«Сен-Лоран» Бертрана Бонелло

Saint Laurent

Реж. Бертран Бонелло

 

Франция, 150 мин., 2014 год


«Мы будем говорить о фильме, будучи убеждены в его

принадлежности к искусству, и не для того, чтобы это

доказать, а для того, чтобы извлечь из этого следствия»

– Ален Бадью «Малое руководство по инэстетике»

 

1.

В книге «Изобретение тела либертена» Марсель Энафф указывает, что «существует несколько способов не понять Сада. И как минимум, две крайности, которых следует избегать в первую очередь: относиться к Саду слишком серьезно и слишком легкомысленно».  Аналогично этому существует, как минимум, два способа не увидеть новый фильм Бонелло: смотреть его как попытку кино-биографии культового персонажа, либо смотреть его как свободную фантазию на мотив одного из центральных мифов мира искусства второй половины ХХ века. Обе оптики просмотра вероятны, даже слишком вероятны, но в обоих случаях – «слишком серьезном», биографическом или «слишком легкомысленном», фантазийном – это «слишком», как это ни парадоксально, оказывается недостаточным, что и становится препятствием для фильма как события. Чрезмерность картины Бонелло – формалистичность, натуралистичность, эклектичность, даже претенциозность – совсем иного рода, нежели (не)попадание в формат одной из указанных опций. И дело не (только) в «противоречивом состоянии ума» режиссера, способствующем парадоксальности разрывать его фильмы изнутри и делать их неуловимыми даже для изысканных классификаций авторского кино. (Вспомним озадаченность критиков после выхода «О войне»). Скорее следует говорить о том, что источники работ Бонелло – тексты (Клаузевиц), мифы (Тиресий), стратегии сопротивления (порнография) – работают не в логике вдохновения художника, но в логике его заражения. Режиссер становится носителем определенного «вируса», подхваченного из встречи с внешним, каковым на этот раз стал Ив Сен-Лоран.

2.

Когда Бонелло признается в интервью, что у него изменилось восприятие красоты – которая раньше понималась как воплощение некоторой идеи, тогда как теперь она сокрыта в «деталях и мелочах» – то он невольно подсказывает своим вероятным критикам основания для неприятия его работ. Элементы эстетики декаданса можно обнаружить во всех его фильмах, но начиная с «Аполлониды» они стали играть ведущую роль в построении всей художественной конструкции. Вычурность, барочность, (излишнее) торжество формы, наиболее явно проступающие в последней картине, свидетельствуют об авторском движении в опасном направлении. Ведь в условиях инфляции кинематографических образов подобный метод может вызвать скуку пресыщения как у зрителей, так и у критиков. Однако Бонелло скорее заигрывает с возможной зрительской реакцией подобного рода, так история кино уже подарила нам опыт аналогичной ситуации отторжения.

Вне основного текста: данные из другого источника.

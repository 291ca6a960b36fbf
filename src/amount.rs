//! ZEC amounts as written in the `amount` parameter.

use core::{fmt, str::FromStr};
use rust_decimal::{Decimal, RoundingStrategy};

/// Number of fractional digits in one zatoshi.
const FRACTION_DIGITS: u32 = 8;

/// Zatoshis per ZEC.
const COIN: u64 = 100_000_000;

/// The maximum supply in ZEC.
const MAX_SUPPLY: u64 = 21_000_000;

/// Detailed cause of an [`Amount`] construction failure.
#[derive(Clone, Copy, Debug, PartialEq, Eq, Hash, thiserror::Error)]
pub enum AmountError {
    /// The value is below zero.
    #[error("amount is negative")]
    NegativeAmount,
    /// The value exceeds the maximum supply of 21,000,000 ZEC.
    #[error("amount exceeds the maximum supply")]
    GreaterThanSupply,
    /// The value has more than 8 significant fractional digits.
    #[error("amount has more than 8 fractional digits")]
    TooManyFractionalDigits,
    /// The text is not a decimal number.
    #[error("amount is not a decimal number")]
    InvalidTextInput,
}

/// A non-negative ZEC amount with at most 8 fractional digits.
///
/// The value is kept exact and in canonical form, so that equal amounts
/// always render to the same text: no trailing fractional zeros, no leading
/// integer zeros and no grouping separators.
///
/// # Examples
///
/// ```
/// use zcash_payment_uri::Amount;
///
/// let amount: Amount = "123.4500".parse()?;
/// assert_eq!(amount.to_string(), "123.45");
/// assert_eq!(amount.zatoshis(), 12_345_000_000);
///
/// // Floating-point input is rounded half to even at the zatoshi.
/// assert_eq!(Amount::from_f64(0.02)?.to_string(), "0.02");
/// # Ok::<_, zcash_payment_uri::AmountError>(())
/// ```
#[derive(Clone, Copy, Debug, PartialEq, Eq, PartialOrd, Ord, Hash)]
pub struct Amount(Decimal);

impl Amount {
    /// A zero amount.
    pub const ZERO: Self = Self(Decimal::ZERO);

    /// The maximum supply, 21,000,000 ZEC.
    pub const MAX: Self = Self(Decimal::from_parts(MAX_SUPPLY as u32, 0, 0, false, 0));

    /// Creates an amount from a floating-point value.
    ///
    /// The value is rounded to 8 fractional digits with round-half-to-even
    /// before validation, as binary floating point cannot represent most
    /// amounts exactly.
    ///
    /// # Errors
    ///
    /// Returns `Err` if the value is negative, exceeds the maximum supply
    /// or is NaN.
    pub fn from_f64(value: f64) -> Result<Self, AmountError> {
        if value.is_nan() {
            return Err(AmountError::InvalidTextInput);
        }
        if value < 0.0 {
            return Err(AmountError::NegativeAmount);
        }
        if value > MAX_SUPPLY as f64 {
            return Err(AmountError::GreaterThanSupply);
        }

        let decimal = Decimal::from_f64_retain(value).ok_or(AmountError::GreaterThanSupply)?;
        let rounded = decimal
            .round_dp_with_strategy(FRACTION_DIGITS, RoundingStrategy::MidpointNearestEven);
        Self::from_decimal(rounded)
    }

    /// Creates an amount from a number of zatoshis.
    ///
    /// # Errors
    ///
    /// Returns `Err` if the value exceeds the maximum supply.
    pub fn from_zatoshis(zatoshis: u64) -> Result<Self, AmountError> {
        if zatoshis > MAX_SUPPLY * COIN {
            return Err(AmountError::GreaterThanSupply);
        }
        Ok(Self(Decimal::new(zatoshis as i64, FRACTION_DIGITS).normalize()))
    }

    /// Returns the amount in zatoshis.
    #[must_use]
    pub fn zatoshis(&self) -> u64 {
        let mut value = self.0;
        value.rescale(FRACTION_DIGITS);
        value.mantissa() as u64
    }

    /// Returns the amount as a decimal number of ZEC.
    #[must_use]
    pub fn as_decimal(&self) -> Decimal {
        self.0
    }

    /// Checks whether the amount is zero.
    #[must_use]
    pub fn is_zero(&self) -> bool {
        self.0.is_zero()
    }

    fn from_decimal(value: Decimal) -> Result<Self, AmountError> {
        if value.is_sign_negative() && !value.is_zero() {
            return Err(AmountError::NegativeAmount);
        }
        if value > Self::MAX.0 {
            return Err(AmountError::GreaterThanSupply);
        }

        let value = value.normalize();
        if value.scale() > FRACTION_DIGITS {
            return Err(AmountError::TooManyFractionalDigits);
        }
        Ok(Self(value))
    }
}

impl Default for Amount {
    fn default() -> Self {
        Self::ZERO
    }
}

impl TryFrom<Decimal> for Amount {
    type Error = AmountError;

    /// Creates an amount from an exact decimal value.
    ///
    /// Unlike [`Amount::from_f64`], the value is never rounded: more than
    /// 8 significant fractional digits is an error.
    fn try_from(value: Decimal) -> Result<Self, AmountError> {
        Self::from_decimal(value)
    }
}

impl From<Amount> for Decimal {
    fn from(amount: Amount) -> Self {
        amount.0
    }
}

impl FromStr for Amount {
    type Err = AmountError;

    /// Parses an amount from decimal text such as `"123.45"`.
    ///
    /// An optional sign, digits and an optional fractional part are accepted.
    /// Exponents, grouping separators and whitespace are not. The text is
    /// never rounded.
    fn from_str(s: &str) -> Result<Self, AmountError> {
        let negative = s.starts_with('-');
        let unsigned = s.strip_prefix(['+', '-']).unwrap_or(s);

        let (int, frac) = match unsigned.split_once('.') {
            Some((_, "")) => return Err(AmountError::InvalidTextInput),
            Some((int, frac)) => (int, frac),
            None => (unsigned, ""),
        };
        if (int.is_empty() && frac.is_empty())
            || !int.bytes().all(|x| x.is_ascii_digit())
            || !frac.bytes().all(|x| x.is_ascii_digit())
        {
            return Err(AmountError::InvalidTextInput);
        }

        let int = int.trim_start_matches('0');
        let frac = frac.trim_end_matches('0');

        if negative && !(int.is_empty() && frac.is_empty()) {
            return Err(AmountError::NegativeAmount);
        }

        // At most 8 integer digits from here on, so `u64` cannot overflow.
        if int.len() > 8 {
            return Err(AmountError::GreaterThanSupply);
        }
        let whole = int.bytes().fold(0, |acc, x| acc * 10 + u64::from(x - b'0'));
        if whole > MAX_SUPPLY || (whole == MAX_SUPPLY && !frac.is_empty()) {
            return Err(AmountError::GreaterThanSupply);
        }

        if frac.len() > FRACTION_DIGITS as usize {
            return Err(AmountError::TooManyFractionalDigits);
        }
        let fraction = frac
            .bytes()
            .chain(core::iter::repeat(b'0'))
            .take(FRACTION_DIGITS as usize)
            .fold(0, |acc, x| acc * 10 + u64::from(x - b'0'));

        Self::from_zatoshis(whole * COIN + fraction)
    }
}

impl fmt::Display for Amount {
    fn fmt(&self, f: &mut fmt::Formatter<'_>) -> fmt::Result {
        fmt::Display::fmt(&self.0, f)
    }
}

crate::imp::impl_serde_str!(Amount, "amount");

#[cfg(test)]
mod tests {
    use super::*;

    #[test]
    fn constants() {
        assert_eq!(Amount::MAX.to_string(), "21000000");
        assert_eq!(Amount::MAX.zatoshis(), 2_100_000_000_000_000);
        assert_eq!(Amount::ZERO.to_string(), "0");
        assert_eq!(Amount::default(), Amount::ZERO);
    }

    #[test]
    fn text_grammar() {
        assert_eq!("0".parse::<Amount>(), Ok(Amount::ZERO));
        assert_eq!("-0.000".parse::<Amount>(), Ok(Amount::ZERO));
        assert_eq!(".5".parse::<Amount>().map(|a| a.to_string()), Ok("0.5".into()));
        assert_eq!("+1".parse::<Amount>().map(|a| a.zatoshis()), Ok(COIN));
        for bad in ["", ".", "1.", "-", "1e3", " 1", "1 ", "1,000", "1_000", "0x10", "1.2.3"] {
            assert_eq!(bad.parse::<Amount>(), Err(AmountError::InvalidTextInput), "{bad:?}");
        }
    }

    #[test]
    fn trailing_zeros_do_not_count_as_precision() {
        let amount: Amount = "1.1000000000000000000000000000000000".parse().unwrap();
        assert_eq!(amount.to_string(), "1.1");
    }
}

Фильмы Вернера Шретера и Даниэля Шмида были вынуждены дожидаться своего зрителя среди толпы, отказывающейся видеть в работах нечто большее, чем, как точно выразил Фассбиндер, «опусы из гетто андеграунда». Мишелю Фуко и Жилю Делезу пришлось в буквальном смысле защищать само право на существование, право на показ их работ. И дело видимо заключалось не столько в содержательно вызывающем аспекте (пресловутый «антисемитизм» «Тени ангела» Шмида, развенчанию которого Делез посвятил пламенный текст «Богатый еврей» (1976)), сколько в том, что творчество Шретера и Шмида высвобождало желание, («желающее производство» в терминах Делеза/Гваттари), раскодировало потоки и тем самым вызывало эффект зрительского уклонения. Ведь ничто так не пугает человека, как встреча с желанием, вырвавшимся за рамки политических, государственных, психоаналитических и прочих «оккупационных» институций, что подробно было показано в «Анти-Эдипе».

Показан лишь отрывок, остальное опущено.